| Période de fabrication : 1950-1974 | Fabricant : PERKIN-ELMER | |
| Domaines : Physique | Sous-domaines : Optique | |
| Organisme : Université de Rennes, Campus de Beaulieu | Ville : Rennes | |
| Modèle : KBr | Matériaux : Métal, Verre, Chlorure de sodium |
Description
Ce prisme en "verre" est fixé sur un support métallique triangulaire et conservé dans une cloche en verre, fixée sur un disque circulaire muni d'un joint. L'ensemble est maintenu fermé par une lame de métal attachée au support et serrant la partie haute de la cloche. Le marquage KBr, en bleu, est indiqué sur le support. L'examen de l'étiquette indique que c'est la société "Perkin-Elmer Corporation - Norwalk Connecticut USA" qui a commercialisé cet objet (voir logo PEC).

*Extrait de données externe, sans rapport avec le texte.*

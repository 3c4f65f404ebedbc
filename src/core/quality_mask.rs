use ndarray::{Array2, Zip};
use serde::{Deserialize, Serialize};

use crate::core::masked::MaskedGrid;
use crate::io::scene_reader::{Scene, PIXEL_QA};
use crate::types::{BoolGrid, RangesatError, RangesatResult, Raster};

/// Default aerosol QA threshold; values strictly above it are flagged
pub const DEFAULT_AEROSOL_THRESHOLD: f64 = 101.0;

/// Collection 1 `pixel_qa` bit positions
pub mod qa_bits {
    pub const FILL: u16 = 0;
    pub const CLEAR: u16 = 1;
    pub const WATER: u16 = 2;
    pub const CLOUD_SHADOW: u16 = 3;
    pub const SNOW: u16 = 4;
    pub const CLOUD: u16 = 5;
    pub const CLOUD_CONFIDENCE: u16 = 6;
    pub const CIRRUS_CONFIDENCE: u16 = 8;
}

/// Quality mask configuration
#[derive(Debug, Clone, Serialize, Deserialize)]
pub struct QualityMaskConfig {
    /// Aerosol QA value above which a pixel is discarded
    pub aerosol_threshold: f64,
}

impl Default for QualityMaskConfig {
    fn default() -> Self {
        Self {
            aerosol_threshold: DEFAULT_AEROSOL_THRESHOLD,
        }
    }
}

/// Unpacked per-pixel quality flags of one scene
#[derive(Debug, Clone)]
pub struct QualityMask {
    pub fill: BoolGrid,
    pub clear: BoolGrid,
    pub water: BoolGrid,
    pub cloud_shadow: BoolGrid,
    pub snow: BoolGrid,
    pub cloud: BoolGrid,
    /// 2-bit level, 0 (none) to 3 (high)
    pub cloud_confidence: Array2<u8>,
    /// 2-bit level, 0 (none) to 3 (high)
    pub cirrus_confidence: Array2<u8>,
    pub aerosol_exceeded: BoolGrid,
}

/// Pixel counts of a quality mask, for logging
#[derive(Debug, Clone, Default, PartialEq, Eq)]
pub struct QualityStats {
    pub total: usize,
    pub clear: usize,
    pub water: usize,
    pub snow: usize,
    pub aerosol: usize,
    pub valid: usize,
}

impl QualityMask {
    /// Build the mask from a decoded scene's `pixel_qa` and aerosol bands
    pub fn build(scene: &Scene, config: &QualityMaskConfig) -> RangesatResult<Self> {
        let pixel_qa = scene.band(PIXEL_QA)?;
        let aerosol = scene.aerosol()?;
        let mask = Self::from_bands(pixel_qa, &aerosol, config.aerosol_threshold)?;

        let stats = mask.stats();
        log::info!(
            "Quality mask for {}: {}/{} valid pixels ({} water, {} snow, {} aerosol)",
            scene.product_id(),
            stats.valid,
            stats.total,
            stats.water,
            stats.snow,
            stats.aerosol
        );
        Ok(mask)
    }

    /// Build the mask from raw `pixel_qa` values and a masked aerosol grid
    pub fn from_bands(pixel_qa: &Raster, aerosol: &MaskedGrid, aerosol_threshold: f64) -> RangesatResult<Self> {
        if pixel_qa.dim() != aerosol.dim() {
            return Err(RangesatError::Decode(format!(
                "pixel_qa shape {:?} differs from aerosol band {:?}",
                pixel_qa.dim(),
                aerosol.dim()
            )));
        }

        let words = decode_qa_words(pixel_qa)?;
        let bit = |position: u16| words.mapv(|w| (w >> position) & 1 == 1);
        let level = |position: u16| words.mapv(|w| ((w >> position) & 0b11) as u8);

        Ok(Self {
            fill: bit(qa_bits::FILL),
            clear: bit(qa_bits::CLEAR),
            water: bit(qa_bits::WATER),
            cloud_shadow: bit(qa_bits::CLOUD_SHADOW),
            snow: bit(qa_bits::SNOW),
            cloud: bit(qa_bits::CLOUD),
            cloud_confidence: level(qa_bits::CLOUD_CONFIDENCE),
            cirrus_confidence: level(qa_bits::CIRRUS_CONFIDENCE),
            aerosol_exceeded: threshold_aerosol(aerosol, aerosol_threshold),
        })
    }

    pub fn dim(&self) -> (usize, usize) {
        self.clear.dim()
    }

    pub fn not_clear(&self) -> BoolGrid {
        self.clear.mapv(|c| !c)
    }

    /// aerosol exceeded OR not clear OR snow OR water
    pub fn composite_invalid(&self) -> BoolGrid {
        Zip::from(&self.aerosol_exceeded)
            .and(&self.clear)
            .and(&self.snow)
            .and(&self.water)
            .map_collect(|&aerosol, &clear, &snow, &water| aerosol || !clear || snow || water)
    }

    pub fn valid(&self) -> BoolGrid {
        self.composite_invalid().mapv(|bad| !bad)
    }

    pub fn stats(&self) -> QualityStats {
        let count = |g: &BoolGrid| g.iter().filter(|&&v| v).count();
        QualityStats {
            total: self.clear.len(),
            clear: count(&self.clear),
            water: count(&self.water),
            snow: count(&self.snow),
            aerosol: count(&self.aerosol_exceeded),
            valid: count(&self.valid()),
        }
    }
}

/// Flags pixels whose valid aerosol value exceeds `threshold`.
/// Invalid aerosol cells are never flagged.
pub fn threshold_aerosol(aerosol: &MaskedGrid, threshold: f64) -> BoolGrid {
    aerosol.gt(threshold)
}

fn decode_qa_words(pixel_qa: &Raster) -> RangesatResult<Array2<u16>> {
    let mut words = Array2::<u16>::zeros(pixel_qa.dim());
    let mut bad: Option<f64> = None;
    Zip::from(&mut words).and(pixel_qa).for_each(|w, &v| {
        if v.fract() == 0.0 && (0.0..=u16::MAX as f64).contains(&v) {
            *w = v as u16;
        } else if bad.is_none() {
            bad = Some(v);
        }
    });
    match bad {
        Some(v) => Err(RangesatError::Decode(format!(
            "pixel_qa value {} is not an unsigned 16-bit word",
            v
        ))),
        None => Ok(words),
    }
}
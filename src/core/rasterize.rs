//! Polygon to pixel inclusion mask.
//!
//! Polygons are burned through GDAL's rasterizer into an in-memory dataset on
//! the target grid. A pixel belongs to a polygon when its center lies inside,
//! and interior rings carve holes. Coordinates must already be in the raster's
//! CRS.

use gdal::raster::{rasterize as burn, RasterizeOptions};
use gdal::vector::Geometry;
use gdal::DriverManager;
use ndarray::Array2;

use crate::types::{BoolGrid, BoundingBox, GeoTransform, RangesatError, RangesatResult};

pub type Ring = Vec<(f64, f64)>;

/// One polygon: exterior ring first, then holes
#[derive(Debug, Clone, PartialEq, Default)]
pub struct Polygon {
    pub rings: Vec<Ring>,
}

impl Polygon {
    pub fn new(rings: Vec<Ring>) -> Self {
        Self { rings }
    }

    /// Axis-aligned rectangle, handy for tests and clip windows
    pub fn rectangle(bbox: &BoundingBox) -> Self {
        Self::new(vec![vec![
            (bbox.left, bbox.bottom),
            (bbox.right, bbox.bottom),
            (bbox.right, bbox.top),
            (bbox.left, bbox.top),
            (bbox.left, bbox.bottom),
        ]])
    }

    pub fn bounds(&self) -> Option<BoundingBox> {
        let mut points = self.rings.iter().flatten();
        let &(x0, y0) = points.next()?;
        let mut bbox = BoundingBox::new(x0, y0, x0, y0);
        for &(x, y) in points {
            bbox.left = bbox.left.min(x);
            bbox.right = bbox.right.max(x);
            bbox.bottom = bbox.bottom.min(y);
            bbox.top = bbox.top.max(y);
        }
        Some(bbox)
    }

    /// Shoelace area of the exterior minus the holes
    pub fn area(&self) -> f64 {
        let ring_area = |ring: &Ring| {
            let n = ring.len();
            if n < 3 {
                return 0.0;
            }
            let twice: f64 = (0..n)
                .map(|i| {
                    let (x1, y1) = ring[i];
                    let (x2, y2) = ring[(i + 1) % n];
                    x1 * y2 - x2 * y1
                })
                .sum();
            twice.abs() / 2.0
        };
        let mut rings = self.rings.iter();
        let exterior = rings.next().map(ring_area).unwrap_or(0.0);
        exterior - rings.map(ring_area).sum::<f64>()
    }
}

impl Polygon {
    /// OGR polygon built from the WKT of the rings. Unclosed rings are
    /// closed and rings with fewer than three vertices are dropped.
    pub fn to_geometry(&self) -> RangesatResult<Option<Geometry>> {
        let rings: Vec<String> = self
            .rings
            .iter()
            .filter(|ring| ring.len() >= 3)
            .map(|ring| {
                let mut points: Vec<String> = ring.iter().map(|(x, y)| format!("{} {}", x, y)).collect();
                if ring.first() != ring.last() {
                    points.push(format!("{} {}", ring[0].0, ring[0].1));
                }
                format!("({})", points.join(", "))
            })
            .collect();
        if rings.is_empty() {
            return Ok(None);
        }
        let wkt = format!("POLYGON ({})", rings.join(", "));
        Ok(Some(Geometry::from_wkt(&wkt)?))
    }
}

/// Rasterize `polygons` onto a `shape` grid with transform `transform`.
/// The result is the union of the polygons' inclusion masks.
pub fn rasterize(polygons: &[Polygon], transform: &GeoTransform, shape: (usize, usize)) -> RangesatResult<BoolGrid> {
    if !transform.is_north_up() || transform.pixel_width <= 0.0 {
        return Err(RangesatError::GeometryMismatch(
            "Rasterization requires a north-up grid without rotation".to_string(),
        ));
    }

    let (rows, cols) = shape;
    let grid_bounds = transform.bounds(rows, cols);
    let mut geometries = Vec::with_capacity(polygons.len());
    for polygon in polygons {
        let touches_grid = polygon.bounds().map_or(false, |b| b.intersects(&grid_bounds));
        if !touches_grid {
            continue;
        }
        if let Some(geometry) = polygon.to_geometry()? {
            geometries.push(geometry);
        }
    }
    if geometries.is_empty() || rows == 0 || cols == 0 {
        return Ok(Array2::from_elem(shape, false));
    }

    let driver = DriverManager::get_driver_by_name("MEM")?;
    let mut dataset = driver.create_with_band_type::<u8, _>("", cols as isize, rows as isize, 1)?;
    dataset.set_geo_transform(&transform.to_gdal())?;

    let burn_values = vec![1.0; geometries.len()];
    burn(
        &mut dataset,
        &[1],
        &geometries,
        &burn_values,
        Some(RasterizeOptions::default()),
    )?;

    let buffer = dataset
        .rasterband(1)?
        .read_as::<u8>((0, 0), (cols, rows), (cols, rows), None)?;
    let burned = Array2::from_shape_vec(shape, buffer.data)
        .map_err(|e| RangesatError::Processing(format!("Rasterized buffer has the wrong shape: {}", e)))?;

    log::debug!(
        "Rasterized {} polygons onto {}x{} grid",
        geometries.len(),
        rows,
        cols
    );
    Ok(burned.mapv(|v| v != 0))
}
use std::collections::HashMap;
use std::str::FromStr;

use chrono::NaiveDate;
use quick_xml::events::{BytesStart, Event};
use quick_xml::Reader;
use regex::Regex;
use serde::{Deserialize, Serialize};

use crate::types::{BoundingBox, RangesatError, RangesatResult, Satellite, Wrs};

/// Landsat Collection 1 product identifier,
/// e.g. `LC08_L1TP_042028_20150510_20170301_01_T1`
#[derive(Debug, Clone, PartialEq, Eq, Serialize, Deserialize)]
pub struct ProductId {
    pub id: String,
    /// Two letter sensor code (`LC`, `LE`, `LT`, ...)
    pub sensor: String,
    pub satellite: Satellite,
    pub processing_level: String,
    pub wrs: Wrs,
    pub acquisition_date: NaiveDate,
    pub processing_date: NaiveDate,
    pub collection_number: u8,
    pub collection_category: String,
}

const PRODUCT_ID_PATTERN: &str =
    r"^(L[COTEM])(\d{2})_([A-Z0-9]{4})_(\d{3})(\d{3})_(\d{8})_(\d{8})_(\d{2})_([A-Z0-9]{2})$";

impl FromStr for ProductId {
    type Err = RangesatError;

    fn from_str(s: &str) -> Result<Self, Self::Err> {
        let re = Regex::new(PRODUCT_ID_PATTERN)
            .map_err(|e| RangesatError::Processing(format!("product id pattern: {}", e)))?;
        let caps = re
            .captures(s)
            .ok_or_else(|| RangesatError::Decode(format!("Malformed product id '{}'", s)))?;

        let number = |i: usize| -> RangesatResult<u16> {
            caps[i]
                .parse()
                .map_err(|_| RangesatError::Decode(format!("Malformed product id '{}'", s)))
        };
        let generation = number(2)? as u8;

        Ok(ProductId {
            id: s.to_string(),
            sensor: caps[1].to_string(),
            satellite: Satellite::from_generation(generation)?,
            processing_level: caps[3].to_string(),
            wrs: Wrs {
                path: number(4)?,
                row: number(5)?,
            },
            acquisition_date: parse_compact_date(&caps[6])?,
            processing_date: parse_compact_date(&caps[7])?,
            collection_number: number(8)? as u8,
            collection_category: caps[9].to_string(),
        })
    }
}

impl std::fmt::Display for ProductId {
    fn fmt(&self, f: &mut std::fmt::Formatter<'_>) -> std::fmt::Result {
        write!(f, "{}", self.id)
    }
}

fn parse_compact_date(s: &str) -> RangesatResult<NaiveDate> {
    NaiveDate::parse_from_str(s, "%Y%m%d")
        .map_err(|e| RangesatError::Decode(format!("Invalid date '{}': {}", s, e)))
}

/// Split a band file name `<product_id>_<band>.tif` into its two parts
pub fn split_band_file_name(file_name: &str) -> Option<(String, String)> {
    let stem = file_name.strip_suffix(".tif").or_else(|| file_name.strip_suffix(".TIF"))?;
    let parts: Vec<&str> = stem.split('_').collect();
    if parts.len() <= 7 {
        return None;
    }
    Some((parts[..7].join("_"), parts[7..].join("_")))
}

/// Per-band entry of the product metadata XML
#[derive(Debug, Clone, Default, PartialEq, Serialize, Deserialize)]
pub struct BandMetadata {
    pub name: String,
    pub product: Option<String>,
    pub data_type: Option<String>,
    pub fill_value: Option<f64>,
    pub saturate_value: Option<f64>,
    pub scale_factor: Option<f64>,
    pub add_offset: Option<f64>,
    pub valid_range: Option<(f64, f64)>,
}

/// Fields of interest from the ESPA product metadata XML
#[derive(Debug, Clone, Default, PartialEq, Serialize, Deserialize)]
pub struct SceneMetadata {
    pub satellite: Option<String>,
    pub instrument: Option<String>,
    pub acquisition_date: Option<NaiveDate>,
    pub scene_center_time: Option<String>,
    pub wrs: Option<Wrs>,
    /// Geographic corners in WGS84
    pub bounding_coordinates: Option<BoundingBox>,
    pub bands: HashMap<String, BandMetadata>,
}

impl SceneMetadata {
    pub fn band(&self, name: &str) -> Option<&BandMetadata> {
        self.bands.get(name)
    }
}

/// Parse the ESPA metadata document. Unknown elements are ignored.
pub fn parse_scene_metadata(xml_content: &str) -> RangesatResult<SceneMetadata> {
    log::debug!("Parsing scene metadata XML ({} bytes)", xml_content.len());

    let mut reader = Reader::from_str(xml_content);
    reader.trim_text(true);

    let mut metadata = SceneMetadata::default();
    let mut buf = Vec::new();

    let mut in_global = false;
    let mut in_bounds = false;
    let mut current_band: Option<BandMetadata> = None;
    let mut current_tag = String::new();
    let mut corners: [Option<f64>; 4] = [None; 4];

    loop {
        match reader.read_event_into(&mut buf) {
            Ok(Event::Start(ref e)) => {
                current_tag = local_name(e);
                match current_tag.as_str() {
                    "global_metadata" => in_global = true,
                    "bounding_coordinates" => in_bounds = true,
                    "band" => current_band = Some(band_from_attributes(e)?),
                    "valid_range" => set_valid_range(e, current_band.as_mut())?,
                    "wrs" if in_global => metadata.wrs = wrs_from_attributes(e)?,
                    _ => {}
                }
            }
            Ok(Event::Empty(ref e)) => match local_name(e).as_str() {
                "band" => {
                    let band = band_from_attributes(e)?;
                    metadata.bands.insert(band.name.clone(), band);
                }
                "valid_range" => set_valid_range(e, current_band.as_mut())?,
                "wrs" if in_global => metadata.wrs = wrs_from_attributes(e)?,
                _ => {}
            },
            Ok(Event::End(ref e)) => {
                let tag = String::from_utf8_lossy(e.local_name().as_ref()).to_string();
                match tag.as_str() {
                    "global_metadata" => in_global = false,
                    "bounding_coordinates" => in_bounds = false,
                    "band" => {
                        if let Some(band) = current_band.take() {
                            metadata.bands.insert(band.name.clone(), band);
                        }
                    }
                    _ => {}
                }
                current_tag.clear();
            }
            Ok(Event::Text(ref e)) => {
                let text = e
                    .unescape()
                    .map_err(|err| RangesatError::Decode(format!("metadata XML text: {}", err)))?
                    .to_string();
                if in_bounds {
                    let slot = match current_tag.as_str() {
                        "west" => Some(0),
                        "south" => Some(1),
                        "east" => Some(2),
                        "north" => Some(3),
                        _ => None,
                    };
                    if let Some(i) = slot {
                        corners[i] = text.parse().ok();
                    }
                } else if in_global && current_band.is_none() {
                    match current_tag.as_str() {
                        "satellite" => metadata.satellite = Some(text),
                        "instrument" => metadata.instrument = Some(text),
                        "acquisition_date" => {
                            metadata.acquisition_date = NaiveDate::parse_from_str(&text, "%Y-%m-%d").ok()
                        }
                        "scene_center_time" => metadata.scene_center_time = Some(text),
                        _ => {}
                    }
                }
            }
            Ok(Event::Eof) => break,
            Err(e) => {
                return Err(RangesatError::Decode(format!(
                    "metadata XML error at position {}: {}",
                    reader.buffer_position(),
                    e
                )))
            }
            _ => {}
        }
        buf.clear();
    }

    if let [Some(west), Some(south), Some(east), Some(north)] = corners {
        metadata.bounding_coordinates = Some(BoundingBox::new(west, south, east, north));
    }

    log::debug!(
        "Metadata: satellite {:?}, {} bands",
        metadata.satellite,
        metadata.bands.len()
    );
    Ok(metadata)
}

fn local_name(e: &BytesStart) -> String {
    String::from_utf8_lossy(e.local_name().as_ref()).to_string()
}

fn attributes(e: &BytesStart) -> RangesatResult<HashMap<String, String>> {
    let mut out = HashMap::new();
    for attr in e.attributes() {
        let attr = attr.map_err(|err| RangesatError::Decode(format!("metadata XML attribute: {}", err)))?;
        let key = String::from_utf8_lossy(attr.key.as_ref()).to_string();
        let value = attr
            .unescape_value()
            .map_err(|err| RangesatError::Decode(format!("metadata XML attribute: {}", err)))?
            .to_string();
        out.insert(key, value);
    }
    Ok(out)
}

fn band_from_attributes(e: &BytesStart) -> RangesatResult<BandMetadata> {
    let attrs = attributes(e)?;
    let number = |key: &str| attrs.get(key).and_then(|v| v.trim().parse::<f64>().ok());
    Ok(BandMetadata {
        name: attrs.get("name").cloned().unwrap_or_default(),
        product: attrs.get("product").cloned(),
        data_type: attrs.get("data_type").cloned(),
        fill_value: number("fill_value"),
        saturate_value: number("saturate_value"),
        scale_factor: number("scale_factor"),
        add_offset: number("add_offset"),
        valid_range: None,
    })
}

fn set_valid_range(e: &BytesStart, band: Option<&mut BandMetadata>) -> RangesatResult<()> {
    if let Some(band) = band {
        let attrs = attributes(e)?;
        let min = attrs.get("min").and_then(|v| v.parse::<f64>().ok());
        let max = attrs.get("max").and_then(|v| v.parse::<f64>().ok());
        if let (Some(min), Some(max)) = (min, max) {
            band.valid_range = Some((min, max));
        }
    }
    Ok(())
}

fn wrs_from_attributes(e: &BytesStart) -> RangesatResult<Option<Wrs>> {
    let attrs = attributes(e)?;
    let path = attrs.get("path").and_then(|v| v.parse().ok());
    let row = attrs.get("row").and_then(|v| v.parse().ok());
    Ok(match (path, row) {
        (Some(path), Some(row)) => Some(Wrs { path, row }),
        _ => None,
    })
}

La recherche bibliographique nous indique qu'il s'agit d'un prisme en bromure de Potassium ( KBr), qui est hygroscopique. Il doit donc être conservé à l'abri de l'humidité d'où l'usage d'un déshydratant (peut être de l'oxyde de phosphore : P2O5) mis aussi sous cloche. Celui-ci est absent ici, comme l'indique la légère coloration bleue du support de prisme, synonyme de présence d'humidité.
Utilisation
Ce prisme de KBr, retrouvé dans les collections d'instruments scientifiques de la faculté des sciences de Rennes, a été donné par des chercheurs des laboratoires de physique (laboratoire de spectroscopie). Diffusé par la société Perkin-Elmer, celle-ci l'utilisait dans les années 1950 dans des spectromètres infra-rouge.
Un cristal de ce type absorbe la lumière visible au lieu de la réfracter, ce qui le rend inutilisable pour la spectroscopie telle que nous la concevons habituellement. Mais le KBr n’absorbe pas la lumière infrarouge, c’est-à-dire la lumière dont la longueur d’onde est légèrement supérieure à l’extrémité rouge du spectre visible. Cela signifie que ces prismes peuvent être utilisés pour réfracter l’énergie infrarouge et produire un spectre caractéristique, tout comme les prismes en verre le font pour la lumière visible.